Platform media sosial memang didesain biar bikin kita betah scroll tanpa henti. Sayangnya, efek sampingnya adalah hubungan nyata jadi renggang. Bahkan di rumah sendiri, keluarga bisa terasa jauh karena semua sibuk sama HP masing-masing.
Kalau kondisi ini dibiarkan, generasi muda bisa tumbuh rapuh. Padahal, mereka punya potensi besar buat produktif, berkarya, dan peduli sama sekitar. Jadi, solusinya apa dong?
1. Sadar kalau medsos itu pedang bermata dua
Medsos memang bisa jadi ruang belajar, silaturahmi, bahkan peluang kerja. Tapi algoritma dibuat untuk bikin kita kecanduan, bukan bahagia. Kalau kita nggak sadar dari awal, kita bisa gampang hanyut, ngerasa “rame” di timeline padahal hati makin sepi. Kesadaran ini penting biar kita bisa ambil kendali, bukan dikendalikan.
2. Bangun interaksi nyata
Likes dan views itu menyenangkan, tapi nggak bisa gantiin pelukan ibu, tawa sahabat, atau diskusi hangat di komunitas positif. Justru interaksi nyata sering bikin hati lebih kuat menghadapi masalah.
Memang, interaksi juga bisa bikin hati rapuh karena kadang ada konflik, kadang disakiti. Tapi di situlah kita belajar sabar, empati, dan tumbuh bareng orang lain. Kalau kita cuma sembunyi di dunia digital, kemampuan ini bisa tumpul.
3. Sandarkan hati pada Allah
Pada akhirnya, interaksi manusia ada batasnya. Bahkan orang terdekat bisa bikin kecewa. Hanya Allah yang nggak pernah meninggalkan.
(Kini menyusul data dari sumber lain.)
use std::fs;
use std::io::Read;
use std::path::Path;

use anyhow::{Context, Result};
use serde::Deserialize;

/// One row of the course selection CSV. `name` is the expected course name
/// used for the comparison sheet; `short_name` overrides the display name
/// in the timetable. `exercise` and `lab` mark supplementary session types
/// evaluated together with the lecture.
#[derive(Debug, Clone, Deserialize)]
pub struct ManifestRow {
    pub no: i64,
    #[serde(default)]
    pub name: String,
    #[serde(default)]
    pub short_name: String,
    #[serde(default)]
    pub category: String,
    #[serde(default)]
    pub exercise: String,
    #[serde(default)]
    pub lab: String,
    #[serde(default)]
    pub exclude: String,
}

fn flag_set(value: &str) -> bool {
    matches!(
        value.trim().to_ascii_lowercase().as_str(),
        "1" | "x" | "y" | "yes" | "true"
    )
}

impl ManifestRow {
    pub fn excluded(&self) -> bool {
        flag_set(&self.exclude)
    }

    pub fn has_exercise(&self) -> bool {
        flag_set(&self.exercise)
    }

    pub fn has_lab(&self) -> bool {
        flag_set(&self.lab)
    }

    /// Short name wins over the fetched name; session flags decorate it.
    pub fn display_name(&self, fetched_name: &str) -> String {
        let mut name = if self.short_name.trim().is_empty() {
            fetched_name.to_string()
        } else {
            self.short_name.trim().to_string()
        };
        if self.has_exercise() {
            name.push_str(" + exercise");
        }
        if self.has_lab() {
            name.push_str(" + lab");
        }
        name
    }
}

pub fn load_manifest(path: &Path) -> Result<Vec<ManifestRow>> {
    let file =
        fs::File::open(path).with_context(|| format!("failed to open {}", path.display()))?;
    rows_from_reader(file).with_context(|| format!("failed to parse {}", path.display()))
}

fn rows_from_reader<R: Read>(reader: R) -> Result<Vec<ManifestRow>> {
    let mut csv_reader = csv::Reader::from_reader(reader);
    let mut rows = Vec::new();
    for result in csv_reader.deserialize::<ManifestRow>() {
        rows.push(result?);
    }
    Ok(rows)
}

/// Course numbers to fetch and load, in manifest order.
pub fn included_numbers(rows: &[ManifestRow]) -> Vec<i64> {
    rows.iter()
        .filter(|row| !row.excluded())
        .map(|row| row.no)
        .collect()
}

#[cfg(test)]
mod tests {
    use super::*;

    const SAMPLE: &str = "\
no,name,short_name,category,exercise,lab,exclude
4010031,Experimental Physics A,ExPhys A,compulsory,x,,
4010111,Linear Algebra I,,compulsory,,,x
4010011,Programming,Prog,elective,,1,
";

    #[test]
    fn rows_parse_with_flags() {
        let rows = rows_from_reader(SAMPLE.as_bytes()).unwrap();
        assert_eq!(rows.len(), 3);
        assert!(rows[0].has_exercise());
        assert!(!rows[0].excluded());
        assert!(rows[1].excluded());
        assert!(rows[2].has_lab());
    }

    #[test]
    fn excluded_rows_are_not_selected() {
        let rows = rows_from_reader(SAMPLE.as_bytes()).unwrap();
        assert_eq!(included_numbers(&rows), vec![4010031, 4010011]);
    }

    #[test]
    fn display_name_prefers_short_name_and_appends_markers() {
        let rows = rows_from_reader(SAMPLE.as_bytes()).unwrap();
        assert_eq!(
            rows[0].display_name("Experimentalphysik A"),
            "ExPhys A + exercise"
        );
        assert_eq!(rows[1].display_name("Lineare Algebra I"), "Lineare Algebra I");
        assert_eq!(rows[2].display_name("Programmieren"), "Prog + lab");
    }
}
Kalau kita mentadabburi Surat An-Nas, Allah mengajarkan kita untuk selalu minta perlindungan kepada-Nya sebagai Rabb (yang ngurus hidup kita), Malik (yang punya kuasa penuh), dan Ilah (yang pantas disembah). Jadi, ketika dunia digital bikin kita rapuh, sepi, dan mudah terluka, Allah lah tempat pulang. Islam bukan cuma ngajarin doa, tapi juga gaya hidup yang bikin hati tenang: shalat, zikir, tilawah, hingga kontribusi nyata buat umat.
4. Negara harus hadir
Kesepian bukan cuma masalah individu, tapi juga sistem. Kalau negara membiarkan industri digital dikuasai logika profit, rakyat akan terus jadi korban algoritma yang memicu kecanduan.
Negara harus hadir mengatur arah pemanfaatan teknologi: memfilter konten yang merusak, membatasi arus informasi yang toxic, sekaligus mendorong anak muda biar produktif, berkarya, dan peduli sama problematika umat. Tanpa itu, kita akan terus jadi “generasi online” yang aktif di layar tapi pasif di dunia nyata.
Kesepian di tengah keramaian digital itu problem nyata kita semua hari ini. Jadi, jangan sampai kita cuma jadi generasi yang rame di timeline, tapi sepi di hati. Pegang erat Allah, dan dorong hadirnya sistem yang adil. InsyaAllah hati kita bakal tetap kuat meski dunia makin bising.